Fontaine's underwater environments attracted significant critical attention. The underwater exploration experience was well received by Game Look and Polygon, among others. Willow observed that the developers had created a combat system distinct from land-based gameplay for underwater exploration, which "ensured diversity in underwater gameplay and greatly enriched Fontaine's playability." An editor at Youxi Putao praised the underwater experience for its "positive player feedback", noting that it avoided the awkward, non-fluid swimming often found in realistic depictions. Puzzles in Fontaine often rely on the region's unique Arkhe system and underwater mechanics.
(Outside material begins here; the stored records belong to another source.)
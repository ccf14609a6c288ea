//! Bitfields: `bits NAME { item NAME INDEX ...; };`

use super::{PResult, Parser, Stop};
use crate::lexer::Token;
use crate::model::{BitItem, Bitfield, BitfieldId};

impl Parser<'_, '_> {
    /// `bits NAME { ... };` or `bitfield NAME { ... };`
    pub(super) fn bitfield(&mut self) -> PResult<()> {
        self.bump();
        let name = self.expect_ident("expected bitfield name")?;
        if !self.check_toplevel_dupe(&name) || !self.check_reserved(&name) {
            return Err(Stop::Skip);
        }
        let bid = self
            .cx
            .model
            .add_bitfield(Bitfield::new(name, self.pos.clone()));

        self.bump();
        if self.tok != Token::LBrace {
            return Err(self.fail("expected left brace"));
        }
        self.bump();

        loop {
            let result = match self.keyword().as_deref() {
                _ if self.tok == Token::RBrace => break,
                _ if self.tok.is_stop() => return Err(self.fail("expected right brace")),
                Some("comment") => {
                    let mut doc = self.cx.model[bid].doc.take();
                    let result = self.comment(&mut doc);
                    self.cx.model[bid].doc = doc;
                    result.and_then(|()| self.expect_semi())
                }
                Some(kw @ ("isunset" | "unset")) => {
                    if kw == "unset" {
                        self.warn("\"unset\" is deprecated: use \"isunset\"");
                    }
                    let mut labels = std::mem::take(&mut self.cx.model[bid].unset_labels);
                    let result = self.label_list(&mut labels);
                    self.cx.model[bid].unset_labels = labels;
                    result
                }
                Some("isnull") => {
                    let mut labels = std::mem::take(&mut self.cx.model[bid].null_labels);
                    let result = self.label_list(&mut labels);
                    self.cx.model[bid].null_labels = labels;
                    result
                }
                Some("item") => self.bit_item(bid),
                Some(_) => Err(self.fail("unknown bitfield data type")),
                None => Err(self.fail("expected bitfield data type")),
            };
            self.clause(result)?;
        }
        self.bump();

        if self.cx.model[bid].items.is_empty() {
            let pos = self.cx.model[bid].pos.clone();
            self.error_at(&pos, "no items in bitfield");
        }
        self.expect_semi()
    }

    /// `item NAME INDEX [comment "..."] [jslabel "..."]* ;`
    fn bit_item(&mut self, bid: BitfieldId) -> PResult<()> {
        self.bump();
        let name = self.expect_ident("expected item name")?;
        if !self.check_reserved(&name) {
            return Err(Stop::Skip);
        }
        let taken = self.cx.model[bid]
            .items
            .iter()
            .any(|i| i.name.eq_ignore_ascii_case(&name));
        if taken {
            return Err(self.fail("duplicate item name"));
        }
        let pos = self.pos.clone();

        self.bump();
        let Token::Integer(index) = self.tok else {
            return Err(self.fail("expected item value"));
        };
        if !(0..64).contains(&index) {
            return Err(self.fail("bit index out of range"));
        }
        if self.cx.model[bid].items.iter().any(|i| i.index == index) {
            return Err(self.fail("duplicate item value"));
        }

        let mut item = BitItem {
            name,
            pos,
            doc: None,
            index,
            labels: Vec::new(),
        };
        self.bump();
        let result = self.bit_item_attrs(&mut item);
        self.cx.model[bid].items.push(item);
        result
    }

    fn bit_item_attrs(&mut self, item: &mut BitItem) -> PResult<()> {
        while self.tok != Token::Semicolon {
            match self.keyword().as_deref() {
                Some("comment") => self.comment(&mut item.doc)?,
                Some("jslabel") => self.label(&mut item.labels)?,
                _ => return Err(self.fail("unknown item data type")),
            }
        }
        self.bump();
        Ok(())
    }
}
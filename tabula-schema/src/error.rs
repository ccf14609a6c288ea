//! Error types for the outer compilation API.
//!
//! Problems inside a schema are [`Message`](crate::diag::Message)s in the
//! diagnostics sink. [`SchemaError`] is what the fallible entry points return.

// These warnings are false positives - the fields are used by derive macros
#![allow(unused_assignments)]

use miette::Diagnostic;
use thiserror::Error;

use crate::diag::Message;

/// Result type for schema operations.
pub type SchemaResult<T> = Result<T, SchemaError>;

/// Errors returned by the compiler and configuration entry points.
#[derive(Error, Debug, Diagnostic)]
pub enum SchemaError {
    /// Error reading a file.
    #[error("failed to read file: {path}")]
    #[diagnostic(code(tabula::schema::io_error))]
    IoError {
        path: String,
        #[source]
        source: std::io::Error,
    },

    /// Configuration error.
    #[error("configuration error: {message}")]
    #[diagnostic(code(tabula::schema::config_error))]
    ConfigError { message: String },

    /// TOML parsing error.
    #[error("failed to parse TOML")]
    #[diagnostic(code(tabula::schema::toml_error))]
    TomlError {
        #[source]
        source: toml::de::Error,
    },

    /// No role with the requested name.
    #[error("role not found: {name}")]
    #[diagnostic(code(tabula::schema::unknown_role))]
    UnknownRole { name: String },

    /// Compilation recorded one or more errors.
    #[error("schema compilation failed with {count} error(s)")]
    #[diagnostic(code(tabula::schema::compile_failed))]
    CompileFailed {
        count: usize,
        #[related]
        errors: Vec<Message>,
    },
}

impl SchemaError {
    /// Create an I/O error for a path.
    pub fn io(path: impl Into<String>, source: std::io::Error) -> Self {
        Self::IoError {
            path: path.into(),
            source,
        }
    }

    /// Create a configuration error.
    pub fn config(message: impl Into<String>) -> Self {
        Self::ConfigError {
            message: message.into(),
        }
    }

    /// Create a compilation failure from the error messages of a run.
    pub fn compile_failed(errors: Vec<Message>) -> Self {
        Self::CompileFailed {
            count: errors.len(),
            errors,
        }
    }

    /// The messages carried by a compilation failure.
    pub fn messages(&self) -> &[Message] {
        match self {
            Self::CompileFailed { errors, .. } => errors,
            _ => &[],
        }
    }
}
//! Struct bodies: queries, updates, deletes, uniques, inserts and grants.

use smol_str::SmolStr;

use super::{PResult, Parser, Stop};
use crate::diag::Position;
use crate::lexer::Token;
use crate::model::{
    AggrKind, Aggregate, Constraint, Distinct, FieldPath, Insert, Link, Modification, Modifier,
    Operator, OrderDir, OrderTerm, RoleMap, RoleMapKind, RoleRef, Search, SearchKind, SearchTerm,
    Struct, StructId, Unique, UniqueField, Update, UpdateKind,
};
use crate::resolve::{PathSlot, Resolve};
Game Rant's Anthony Bussing considered Fontaine's puzzles more challenging than in past regions, pointing out that because only Fontaine characters inherently possess Arkhe attributes (and some even grant underwater exploration bonuses) players without Fontaine characters may find these puzzles more difficult to solve.

However, the design of some Fontaine characters' costumes sparked controversy. Male players in mainland China and South Korea criticized the female character designs as overly conservative, while also claiming that the male outfits catered excessively to female players. HK01 reported that on the Chinese forum National Geography of Azeroth, there were large numbers of discussions criticizing Fontaine's characters. Specifically, the comments criticized the black stockings and backless design of the male character Lyney, and the conservative costume of the female character Navia, which did not reveal her cleavage. UDN Game Corner also reported that the Korean version of Lyney's promotional video on YouTube had more dislikes than likes because users on the Korean forum DCinside believed that feminists had influenced character design. Users in DCinside claimed that the female characters' outfits were increasingly conservative while male characters such as Lyney contained designs that appealed to female players, including perceived homoerotic aesthetics.